Grundsätzlich eine nette Idee, zumal nun die Hoffnung auf Spaß und Abenteuer keimt. Aber letztlich versackt das Potential schnell im Wüstensand, da der Inszenierung außer prächtigen Kostümen wenig einfällt, was Interesse wecken könnte. Nach wie vor quälen sich die Darsteller durch hölzerne Dialoge, bleibt der nominelle Witz verborgen und ist typisch deutsche Biederkeit ganz großer Trumpf. Eine Erzählstruktur, welche planlos zwischen Realität und Fiktion umherhoppelt, trägt auch kaum zum 1001-Nacht-Flair bei.

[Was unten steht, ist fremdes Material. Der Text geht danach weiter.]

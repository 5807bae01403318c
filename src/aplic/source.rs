//! Per-source configuration, gateway rectification and the domain's
//! pending/enable bitmaps.

use crate::bitmap::Bitmap;
use crate::error::{AiaError, Result};

/// sourcecfg.D: source delegated to a child domain
pub const SOURCECFG_D: u32 = 1 << 10;
/// sourcecfg child index field (valid when D=1)
pub const SOURCECFG_CHILD_MASK: u32 = 0x3FF;
/// sourcecfg source mode field (valid when D=0)
pub const SOURCECFG_SM_MASK: u32 = 0x7;

/// Source mode (sourcecfg.SM)
#[derive(Debug, Clone, Copy, PartialEq, Eq)]
#[repr(u8)]
pub enum SourceMode {
    Inactive = 0,
    Detached = 1,
    RisingEdge = 4,
    FallingEdge = 5,
    LevelHigh = 6,
    LevelLow = 7,
}

impl SourceMode {
    pub fn from_u32(v: u32) -> Result<Self> {
        match v & SOURCECFG_SM_MASK {
            0 => Ok(Self::Inactive),
            1 => Ok(Self::Detached),
            4 => Ok(Self::RisingEdge),
            5 => Ok(Self::FallingEdge),
            6 => Ok(Self::LevelHigh),
            7 => Ok(Self::LevelLow),
            other => Err(AiaError::InvalidSourceMode(other)),
        }
    }

    pub fn is_active(self) -> bool {
        self != Self::Inactive
    }

    pub fn is_level(self) -> bool {
        matches!(self, Self::LevelHigh | Self::LevelLow)
    }

    /// Rectified input value: the line as seen by a high/rising-sensitive gateway
    pub fn rectify(self, line: bool) -> bool {
        match self {
            Self::RisingEdge | Self::LevelHigh => line,
            Self::FallingEdge | Self::LevelLow => !line,
            Self::Inactive | Self::Detached => false,
        }
    }
}

/// Decoded sourcecfg register
#[derive(Debug, Clone, Copy, PartialEq, Eq)]
pub enum SourceCfg {
    Mode(SourceMode),
    Delegated { child: u32 },
}

impl Default for SourceCfg {
    fn default() -> Self {
        Self::Mode(SourceMode::Inactive)
    }
}

impl SourceCfg {
    pub fn decode(raw: u32) -> Result<Self> {
        if raw & SOURCECFG_D != 0 {
            Ok(Self::Delegated {
                child: raw & SOURCECFG_CHILD_MASK,
            })
        } else {
            SourceMode::from_u32(raw).map(Self::Mode)
        }
    }

    pub fn encode(self) -> u32 {
        match self {
            Self::Mode(mode) => mode as u32,
            Self::Delegated { child } => SOURCECFG_D | (child & SOURCECFG_CHILD_MASK),
        }
    }

    /// Mode governing this domain's gateway, or None if the source does not
    /// belong to this domain (inactive or delegated)
    pub fn active_mode(self) -> Option<SourceMode> {
        match self {
            Self::Mode(mode) if mode.is_active() => Some(mode),
            _ => None,
        }
    }

    pub fn is_delegated(self) -> bool {
        matches!(self, Self::Delegated { .. })
    }
}

/// Edge/level rectifier for one source line
#[derive(Debug, Clone, Copy, Default)]
pub struct Gateway {
    line: bool,
}

impl Gateway {
    pub fn line(&self) -> bool {
        self.line
    }

    /// Latch a new line level. Returns true when the transition raises the
    /// rectified input (the trigger condition for edge-sensitive capture).
    pub fn sample(&mut self, mode: SourceMode, level: bool) -> bool {
        let before = mode.rectify(self.line);
        self.line = level;
        !before && mode.rectify(level)
    }

    /// Adopt the current line level without generating a trigger
    pub fn resync(&mut self, level: bool) {
        self.line = level;
    }

    pub fn rectified(&self, mode: SourceMode) -> bool {
        mode.rectify(self.line)
    }
}

/// Source state owned by one domain: configuration, gateways, targets and
/// the pending/enable bitmaps
#[derive(Debug, Clone)]
pub struct Sources {
    cfg: Vec<SourceCfg>,
    gateways: Vec<Gateway>,
    target: Vec<u32>,
    pending: Bitmap,
    enabled: Bitmap,
    /// Level-sensitive pending bits follow the rectified line (direct delivery)
    level_tracks_line: bool,
}

impl Sources {
    pub fn new(nr_sources: u32) -> Self {
        let n = nr_sources as usize;
        Self {
            cfg: vec![SourceCfg::default(); n],
            gateways: vec![Gateway::default(); n],
            target: vec![0; n],
            pending: Bitmap::new(n),
            enabled: Bitmap::new(n),
            level_tracks_line: true,
        }
    }

    pub fn nr_sources(&self) -> u32 {
        self.cfg.len() as u32
    }

    fn index(&self, id: u32) -> Option<usize> {
        let i = id as usize;
        (id != 0 && i < self.cfg.len()).then_some(i)
    }

    pub fn cfg(&self, id: u32) -> SourceCfg {
        self.index(id).map(|i| self.cfg[i]).unwrap_or_default()
    }

    pub fn active_mode(&self, id: u32) -> Option<SourceMode> {
        self.cfg(id).active_mode()
    }

    /// Replace the configuration of a source. Inactive and delegated sources
    /// lose pending, enable and target; an already captured edge survives a
    /// change between active modes, including a switch to a level mode.
    pub fn set_cfg(&mut self, id: u32, cfg: SourceCfg) {
        let Some(i) = self.index(id) else {
            return;
        };
        self.cfg[i] = cfg;
        if cfg.active_mode().is_none() {
            self.pending.clear(i);
            self.enabled.clear(i);
            self.target[i] = 0;
        }
        self.merge_line(id);
    }

    pub fn target(&self, id: u32) -> u32 {
        self.index(id).map(|i| self.target[i]).unwrap_or(0)
    }

    pub fn set_target(&mut self, id: u32, raw: u32) {
        if let Some(i) = self.index(id) {
            if self.cfg[i].active_mode().is_some() {
                self.target[i] = raw;
            }
        }
    }

    /// Reset the target of every active source to `raw`
    pub fn reset_targets(&mut self, raw: u32) {
        for i in 1..self.cfg.len() {
            if self.cfg[i].active_mode().is_some() {
                self.target[i] = raw;
            }
        }
    }

    pub fn is_pending(&self, id: u32) -> bool {
        self.pending.get(id as usize)
    }

    pub fn is_enabled(&self, id: u32) -> bool {
        self.enabled.get(id as usize)
    }

    /// Request pending from software (setip/setipnum)
    pub fn set_pending(&mut self, id: u32) {
        let Some(mode) = self.active_mode(id) else {
            return;
        };
        if mode.is_level() && self.level_tracks_line {
            // Pending mirrors the line; software cannot raise it
            return;
        }
        self.pending.set(id as usize);
    }

    /// Clear pending (in_clrip/clripnum or a claim). A level source whose
    /// line is still asserted re-asserts immediately.
    pub fn clear_pending(&mut self, id: u32) {
        if self.active_mode(id).is_none() {
            return;
        }
        self.pending.clear(id as usize);
        self.settle(id);
    }

    pub fn set_enabled(&mut self, id: u32, enabled: bool) {
        if self.active_mode(id).is_some() {
            self.enabled.assign(id as usize, enabled);
        }
    }

    /// Physical line transition routed to this domain
    pub fn input(&mut self, id: u32, level: bool) {
        let Some(i) = self.index(id) else {
            return;
        };
        let Some(mode) = self.cfg[i].active_mode() else {
            self.gateways[i].resync(level);
            return;
        };
        let changed = self.gateways[i].line() != level;
        let triggered = self.gateways[i].sample(mode, level);
        match mode {
            SourceMode::Detached => {}
            m if m.is_level() && self.level_tracks_line => {
                if changed {
                    self.settle(id);
                }
            }
            _ => {
                if triggered {
                    self.pending.set(i);
                }
            }
        }
    }

    /// Adopt the physical line level without generating a trigger or
    /// touching pending
    pub fn resync_line(&mut self, id: u32, level: bool) {
        if let Some(i) = self.index(id) {
            self.gateways[i].resync(level);
        }
    }

    pub fn set_level_tracking(&mut self, tracks: bool) {
        self.level_tracks_line = tracks;
        for id in 1..self.nr_sources() {
            self.merge_line(id);
        }
    }

    /// Raise pending for an asserted level source without dropping a bit
    /// that is already pending. Used on configuration changes.
    fn merge_line(&mut self, id: u32) {
        let Some(i) = self.index(id) else {
            return;
        };
        if let Some(mode) = self.cfg[i].active_mode() {
            if mode.is_level() && self.level_tracks_line && self.gateways[i].rectified(mode) {
                self.pending.set(i);
            }
        }
    }

    /// Re-derive pending for level-sensitive sources in direct delivery.
    /// Only line transitions and clears replace the pending bit.
    fn settle(&mut self, id: u32) {
        let Some(i) = self.index(id) else {
            return;
        };
        if let Some(mode) = self.cfg[i].active_mode() {
            if mode.is_level() && self.level_tracks_line {
                let level = self.gateways[i].rectified(mode);
                self.pending.assign(i, level);
            }
        }
    }

    pub fn rectified(&self, id: u32) -> bool {
        match (self.index(id), self.active_mode(id)) {
            (Some(i), Some(mode)) => self.gateways[i].rectified(mode),
            _ => false,
        }
    }

    /// Ids that are pending and enabled, ascending
    pub fn pending_enabled(&self) -> Vec<u32> {
        self.pending
            .iter_ones()
            .filter(|&i| self.enabled.get(i))
            .map(|i| i as u32)
            .filter(|&id| self.active_mode(id).is_some())
            .collect()
    }

    pub fn pending_word(&self, idx: usize) -> u32 {
        self.pending.word32(idx)
    }

    pub fn enabled_word(&self, idx: usize) -> u32 {
        self.enabled.word32(idx)
    }

    pub fn rectified_word(&self, idx: usize) -> u32 {
        (0..32u32).fold(0, |acc, bit| {
            let id = idx as u32 * 32 + bit;
            if self.rectified(id) {
                acc | (1 << bit)
            } else {
                acc
            }
        })
    }

    /// Apply `f` to every source id whose bit is set in 32-bit word `idx`
    pub fn for_each_in_word(&mut self, idx: usize, val: u32, mut f: impl FnMut(&mut Self, u32)) {
        for bit in 0..32u32 {
            if val & (1 << bit) != 0 {
                f(self, idx as u32 * 32 + bit);
            }
        }
    }
}

#[cfg(test)]
mod tests {
    use super::*;

    fn table_with(id: u32, mode: SourceMode) -> Sources {
        let mut s = Sources::new(32);
        s.set_cfg(id, SourceCfg::Mode(mode));
        s.set_enabled(id, true);
        s
    }

    #[test]
    fn test_sourcecfg_decode() {
        assert_eq!(
            SourceCfg::decode(0x400).unwrap(),
            SourceCfg::Delegated { child: 0 }
        );
        assert_eq!(
            SourceCfg::decode(6).unwrap(),
            SourceCfg::Mode(SourceMode::LevelHigh)
        );
        assert_eq!(SourceCfg::decode(2), Err(AiaError::InvalidSourceMode(2)));
        assert_eq!(SourceCfg::decode(0x400).unwrap().encode(), 0x400);
    }

    #[test]
    fn test_rising_edge_captured_once() {
        let mut s = table_with(5, SourceMode::RisingEdge);
        s.input(5, true);
        assert!(s.is_pending(5));
        s.input(5, false);
        // Pending survives the line going low
        assert!(s.is_pending(5));
        s.clear_pending(5);
        assert!(!s.is_pending(5));
    }

    #[test]
    fn test_falling_edge() {
        let mut s = table_with(5, SourceMode::FallingEdge);
        s.input(5, true);
        assert!(!s.is_pending(5));
        s.input(5, false);
        assert!(s.is_pending(5));
    }

    #[test]
    fn test_level_high_tracks_line() {
        let mut s = table_with(7, SourceMode::LevelHigh);
        s.input(7, true);
        assert!(s.is_pending(7));
        // Clearing while the line is high re-asserts
        s.clear_pending(7);
        assert!(s.is_pending(7));
        s.input(7, false);
        assert!(!s.is_pending(7));
        // Software cannot raise a level source
        s.set_pending(7);
        assert!(!s.is_pending(7));
    }

    #[test]
    fn test_level_low_inverts() {
        let mut s = Sources::new(32);
        s.set_cfg(3, SourceCfg::Mode(SourceMode::LevelLow));
        // Line idle low: asserted
        assert!(s.is_pending(3));
        s.input(3, true);
        assert!(!s.is_pending(3));
    }

    #[test]
    fn test_level_in_msi_mode_latches_rising() {
        let mut s = table_with(7, SourceMode::LevelHigh);
        s.set_level_tracking(false);
        s.input(7, true);
        assert!(s.is_pending(7));
        s.clear_pending(7);
        assert!(!s.is_pending(7));
    }

    #[test]
    fn test_detached_ignores_line() {
        let mut s = table_with(4, SourceMode::Detached);
        s.input(4, true);
        assert!(!s.is_pending(4));
        s.set_pending(4);
        assert!(s.is_pending(4));
    }

    #[test]
    fn test_inactive_drops_state() {
        let mut s = table_with(9, SourceMode::RisingEdge);
        s.set_target(9, 0x42);
        s.input(9, true);
        assert!(s.is_pending(9));
        s.set_cfg(9, SourceCfg::Mode(SourceMode::Inactive));
        assert!(!s.is_pending(9));
        assert!(!s.is_enabled(9));
        assert_eq!(s.target(9), 0);
        s.set_pending(9);
        assert!(!s.is_pending(9));
    }

    #[test]
    fn test_mode_change_keeps_captured_edge() {
        let mut s = table_with(9, SourceMode::RisingEdge);
        s.input(9, true);
        s.set_cfg(9, SourceCfg::Mode(SourceMode::FallingEdge));
        assert!(s.is_pending(9));
    }

    #[test]
    fn test_edge_to_level_keeps_captured_edge() {
        let mut s = table_with(5, SourceMode::RisingEdge);
        s.input(5, true);
        s.input(5, false);
        s.set_cfg(5, SourceCfg::Mode(SourceMode::LevelHigh));
        assert!(s.is_pending(5));
        // Re-arming delivery does not drop it either
        s.set_level_tracking(false);
        s.set_level_tracking(true);
        assert!(s.is_pending(5));
        // A clear with the line low re-derives from the line
        s.clear_pending(5);
        assert!(!s.is_pending(5));
    }

    #[test]
    fn test_stale_gateway_resynced_before_activation() {
        let mut s = Sources::new(32);
        // Line went high and low again while another domain owned it
        s.resync_line(6, true);
        s.resync_line(6, false);
        s.set_cfg(6, SourceCfg::Mode(SourceMode::LevelHigh));
        assert!(!s.is_pending(6));
    }

    #[test]
    fn test_source_zero_reserved() {
        let mut s = Sources::new(32);
        s.set_cfg(0, SourceCfg::Mode(SourceMode::RisingEdge));
        assert_eq!(s.cfg(0), SourceCfg::Mode(SourceMode::Inactive));
        s.set_pending(0);
        assert!(!s.is_pending(0));
    }

    #[test]
    fn test_pending_enabled_ascending() {
        let mut s = Sources::new(32);
        for id in [17, 3, 9] {
            s.set_cfg(id, SourceCfg::Mode(SourceMode::Detached));
            s.set_pending(id);
        }
        s.set_enabled(17, true);
        s.set_enabled(3, true);
        assert_eq!(s.pending_enabled(), vec![3, 17]);
    }
}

So ächzt der Film also asthmatisch voran und bietet dem natürlich mittlerweile zum Helden gereiften Lippel, der sich erst recht nichts mehr gefallen lassen will, die Möglichkeit, das Böse in Haushälterinnengestalt minutenlang zu bestrafen. Schön. Vor allem für Eltern, deren Kinder daraus lernen, daß Grenzen „pfui!“ sind.
[ Frank Blessin ] Frank mag Trash, Grenzgängerisches und Filme, in denen gar nicht viel passiert, weil menschliche Befindlichkeiten Thema sind. Russ Meyer steht deshalb fast so hoch im Kurs wie Krzysztof Kieslowski. Frank kann außerdem GEFÄHRLICHE LIEBSCHAFTEN mitsprechen und wird IM GLASKÄFIG nie vergessen ...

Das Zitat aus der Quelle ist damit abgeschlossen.